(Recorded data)
= = = = =

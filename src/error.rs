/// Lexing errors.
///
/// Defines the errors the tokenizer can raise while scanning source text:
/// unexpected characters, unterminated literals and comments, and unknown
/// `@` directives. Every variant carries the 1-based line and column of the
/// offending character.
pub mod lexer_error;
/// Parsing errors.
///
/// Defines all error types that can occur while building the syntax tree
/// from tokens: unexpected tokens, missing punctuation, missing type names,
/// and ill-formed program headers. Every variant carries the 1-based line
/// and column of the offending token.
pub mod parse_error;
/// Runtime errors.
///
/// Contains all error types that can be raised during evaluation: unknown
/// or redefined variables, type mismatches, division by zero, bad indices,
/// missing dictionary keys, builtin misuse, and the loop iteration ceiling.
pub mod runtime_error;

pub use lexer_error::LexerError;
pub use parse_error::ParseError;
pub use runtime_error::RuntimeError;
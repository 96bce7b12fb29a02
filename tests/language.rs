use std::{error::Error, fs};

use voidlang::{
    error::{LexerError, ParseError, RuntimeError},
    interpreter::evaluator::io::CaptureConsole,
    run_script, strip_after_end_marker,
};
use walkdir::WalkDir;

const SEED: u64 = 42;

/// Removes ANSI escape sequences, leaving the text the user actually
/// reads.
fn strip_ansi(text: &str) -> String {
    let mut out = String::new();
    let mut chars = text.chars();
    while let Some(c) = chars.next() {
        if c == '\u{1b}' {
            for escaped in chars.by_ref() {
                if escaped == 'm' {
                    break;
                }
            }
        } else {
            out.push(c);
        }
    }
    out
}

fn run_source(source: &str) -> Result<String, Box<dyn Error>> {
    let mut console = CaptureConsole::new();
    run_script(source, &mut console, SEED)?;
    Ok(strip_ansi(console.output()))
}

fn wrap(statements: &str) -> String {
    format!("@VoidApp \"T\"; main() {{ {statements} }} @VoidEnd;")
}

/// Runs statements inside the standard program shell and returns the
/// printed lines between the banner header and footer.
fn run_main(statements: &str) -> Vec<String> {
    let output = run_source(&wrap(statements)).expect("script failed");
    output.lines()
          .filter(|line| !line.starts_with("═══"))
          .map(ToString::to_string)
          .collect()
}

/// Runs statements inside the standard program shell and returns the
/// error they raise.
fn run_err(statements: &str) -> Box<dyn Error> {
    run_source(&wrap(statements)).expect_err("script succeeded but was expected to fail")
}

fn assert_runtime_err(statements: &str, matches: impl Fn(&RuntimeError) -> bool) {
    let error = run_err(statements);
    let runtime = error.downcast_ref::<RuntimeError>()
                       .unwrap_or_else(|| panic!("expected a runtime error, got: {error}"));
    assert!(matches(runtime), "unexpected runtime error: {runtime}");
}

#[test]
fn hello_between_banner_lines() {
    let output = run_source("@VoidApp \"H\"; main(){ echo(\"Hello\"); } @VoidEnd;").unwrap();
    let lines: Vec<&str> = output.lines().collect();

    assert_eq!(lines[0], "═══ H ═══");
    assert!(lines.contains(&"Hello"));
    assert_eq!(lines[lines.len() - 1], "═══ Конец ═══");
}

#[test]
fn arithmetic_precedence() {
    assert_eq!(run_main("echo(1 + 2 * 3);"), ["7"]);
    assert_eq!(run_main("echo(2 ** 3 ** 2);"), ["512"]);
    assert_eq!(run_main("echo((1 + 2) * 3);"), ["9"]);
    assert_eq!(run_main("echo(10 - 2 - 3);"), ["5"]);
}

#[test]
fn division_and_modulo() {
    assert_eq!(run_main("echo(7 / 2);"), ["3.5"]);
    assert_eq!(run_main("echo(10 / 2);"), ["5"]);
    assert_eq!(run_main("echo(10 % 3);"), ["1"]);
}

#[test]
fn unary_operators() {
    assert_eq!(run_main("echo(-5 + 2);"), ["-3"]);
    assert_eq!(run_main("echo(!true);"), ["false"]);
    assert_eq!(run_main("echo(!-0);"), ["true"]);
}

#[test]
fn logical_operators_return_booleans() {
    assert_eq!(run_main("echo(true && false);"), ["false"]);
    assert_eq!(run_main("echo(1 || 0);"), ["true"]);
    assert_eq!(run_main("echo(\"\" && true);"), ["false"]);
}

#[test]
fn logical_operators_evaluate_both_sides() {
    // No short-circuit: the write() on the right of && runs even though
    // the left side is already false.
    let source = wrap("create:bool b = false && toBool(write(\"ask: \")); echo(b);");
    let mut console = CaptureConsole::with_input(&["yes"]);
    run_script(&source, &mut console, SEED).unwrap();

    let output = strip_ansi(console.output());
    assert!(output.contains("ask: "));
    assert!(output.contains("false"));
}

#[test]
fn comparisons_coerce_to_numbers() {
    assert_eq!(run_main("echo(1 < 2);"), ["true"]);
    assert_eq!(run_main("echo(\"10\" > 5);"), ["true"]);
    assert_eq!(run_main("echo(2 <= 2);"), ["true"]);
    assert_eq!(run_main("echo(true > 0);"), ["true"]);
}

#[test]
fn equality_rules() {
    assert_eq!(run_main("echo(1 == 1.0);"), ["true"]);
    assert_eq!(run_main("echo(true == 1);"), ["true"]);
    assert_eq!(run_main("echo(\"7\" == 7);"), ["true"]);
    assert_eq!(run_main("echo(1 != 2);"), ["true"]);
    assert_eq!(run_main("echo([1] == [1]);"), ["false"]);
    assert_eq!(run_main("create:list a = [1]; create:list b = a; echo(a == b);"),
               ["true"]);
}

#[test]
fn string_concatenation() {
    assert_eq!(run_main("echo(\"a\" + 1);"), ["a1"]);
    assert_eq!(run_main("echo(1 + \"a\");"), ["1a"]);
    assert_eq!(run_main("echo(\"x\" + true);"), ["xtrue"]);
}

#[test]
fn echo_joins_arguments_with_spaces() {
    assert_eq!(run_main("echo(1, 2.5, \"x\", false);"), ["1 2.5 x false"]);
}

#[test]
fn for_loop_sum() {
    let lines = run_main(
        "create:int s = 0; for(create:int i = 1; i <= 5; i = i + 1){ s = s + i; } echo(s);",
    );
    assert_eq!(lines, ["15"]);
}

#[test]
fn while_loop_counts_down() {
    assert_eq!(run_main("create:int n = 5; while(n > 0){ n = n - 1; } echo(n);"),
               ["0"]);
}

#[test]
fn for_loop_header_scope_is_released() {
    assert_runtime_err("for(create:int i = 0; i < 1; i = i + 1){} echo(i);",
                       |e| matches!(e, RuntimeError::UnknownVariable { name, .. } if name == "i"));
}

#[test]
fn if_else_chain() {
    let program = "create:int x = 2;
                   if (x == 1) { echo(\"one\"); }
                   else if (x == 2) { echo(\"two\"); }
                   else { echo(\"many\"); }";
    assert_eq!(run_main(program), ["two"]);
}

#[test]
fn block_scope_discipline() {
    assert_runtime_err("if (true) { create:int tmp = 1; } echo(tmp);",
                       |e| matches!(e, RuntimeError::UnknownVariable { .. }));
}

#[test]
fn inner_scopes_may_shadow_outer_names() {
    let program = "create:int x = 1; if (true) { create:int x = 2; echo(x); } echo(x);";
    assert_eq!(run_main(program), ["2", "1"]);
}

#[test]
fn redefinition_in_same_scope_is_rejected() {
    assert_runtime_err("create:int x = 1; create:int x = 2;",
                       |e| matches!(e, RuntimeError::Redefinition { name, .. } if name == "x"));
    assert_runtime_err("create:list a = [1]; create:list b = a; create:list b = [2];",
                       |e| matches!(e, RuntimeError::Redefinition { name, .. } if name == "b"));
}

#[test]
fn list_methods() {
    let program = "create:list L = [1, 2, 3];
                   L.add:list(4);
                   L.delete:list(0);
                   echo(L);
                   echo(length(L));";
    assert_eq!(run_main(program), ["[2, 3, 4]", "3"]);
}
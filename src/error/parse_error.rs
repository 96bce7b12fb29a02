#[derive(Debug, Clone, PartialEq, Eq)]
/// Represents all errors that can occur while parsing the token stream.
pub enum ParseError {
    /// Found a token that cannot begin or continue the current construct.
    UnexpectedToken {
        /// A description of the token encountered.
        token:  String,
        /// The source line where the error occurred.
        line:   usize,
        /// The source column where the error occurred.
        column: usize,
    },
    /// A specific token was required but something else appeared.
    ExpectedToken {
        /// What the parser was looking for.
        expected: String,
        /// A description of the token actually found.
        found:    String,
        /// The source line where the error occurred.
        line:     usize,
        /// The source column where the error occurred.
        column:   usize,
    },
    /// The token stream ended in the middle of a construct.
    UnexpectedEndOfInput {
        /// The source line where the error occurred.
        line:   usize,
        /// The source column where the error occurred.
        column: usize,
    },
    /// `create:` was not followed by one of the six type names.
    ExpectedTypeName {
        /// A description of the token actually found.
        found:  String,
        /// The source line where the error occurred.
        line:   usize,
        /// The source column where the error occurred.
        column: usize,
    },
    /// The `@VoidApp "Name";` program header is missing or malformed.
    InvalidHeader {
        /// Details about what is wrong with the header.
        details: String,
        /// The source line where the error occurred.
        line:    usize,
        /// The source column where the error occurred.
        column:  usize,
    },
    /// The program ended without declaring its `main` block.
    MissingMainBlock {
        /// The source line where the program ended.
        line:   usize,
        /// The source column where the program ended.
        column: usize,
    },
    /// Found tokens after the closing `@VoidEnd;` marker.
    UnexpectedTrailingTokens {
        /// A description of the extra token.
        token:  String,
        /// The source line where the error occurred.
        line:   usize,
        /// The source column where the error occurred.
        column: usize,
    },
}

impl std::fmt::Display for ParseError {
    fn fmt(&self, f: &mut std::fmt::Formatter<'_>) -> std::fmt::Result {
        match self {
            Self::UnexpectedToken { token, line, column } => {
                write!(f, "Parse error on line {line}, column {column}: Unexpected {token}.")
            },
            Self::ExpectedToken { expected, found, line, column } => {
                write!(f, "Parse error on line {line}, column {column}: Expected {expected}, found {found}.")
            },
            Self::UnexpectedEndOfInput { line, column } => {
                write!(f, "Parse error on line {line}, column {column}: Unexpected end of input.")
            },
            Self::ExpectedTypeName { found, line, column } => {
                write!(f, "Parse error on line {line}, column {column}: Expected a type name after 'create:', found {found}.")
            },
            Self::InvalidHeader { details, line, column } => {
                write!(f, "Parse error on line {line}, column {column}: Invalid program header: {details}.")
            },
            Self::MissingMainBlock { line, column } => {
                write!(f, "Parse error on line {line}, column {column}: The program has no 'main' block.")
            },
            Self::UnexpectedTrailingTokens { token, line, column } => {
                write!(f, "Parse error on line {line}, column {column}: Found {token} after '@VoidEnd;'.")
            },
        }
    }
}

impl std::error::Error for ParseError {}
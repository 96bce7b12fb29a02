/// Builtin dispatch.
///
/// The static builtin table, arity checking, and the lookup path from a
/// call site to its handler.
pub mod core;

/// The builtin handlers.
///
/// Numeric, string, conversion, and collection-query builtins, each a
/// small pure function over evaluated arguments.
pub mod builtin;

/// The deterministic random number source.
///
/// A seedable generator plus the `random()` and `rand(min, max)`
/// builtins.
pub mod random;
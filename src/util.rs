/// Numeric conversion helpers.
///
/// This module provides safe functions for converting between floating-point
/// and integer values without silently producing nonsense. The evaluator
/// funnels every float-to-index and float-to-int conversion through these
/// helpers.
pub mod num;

= = = = =

Work to complete: Give back every line from the beginning of the records through the line holding "line and column of the", exactly as it reads, and leave out the rest.

Answer:
filename src/error.rs
/// Lexing errors.
///
/// Defines the errors the tokenizer can raise while scanning source text:
/// unexpected characters, unterminated literals and comments, and unknown
/// `@` directives. Every variant carries the 1-based line and column of the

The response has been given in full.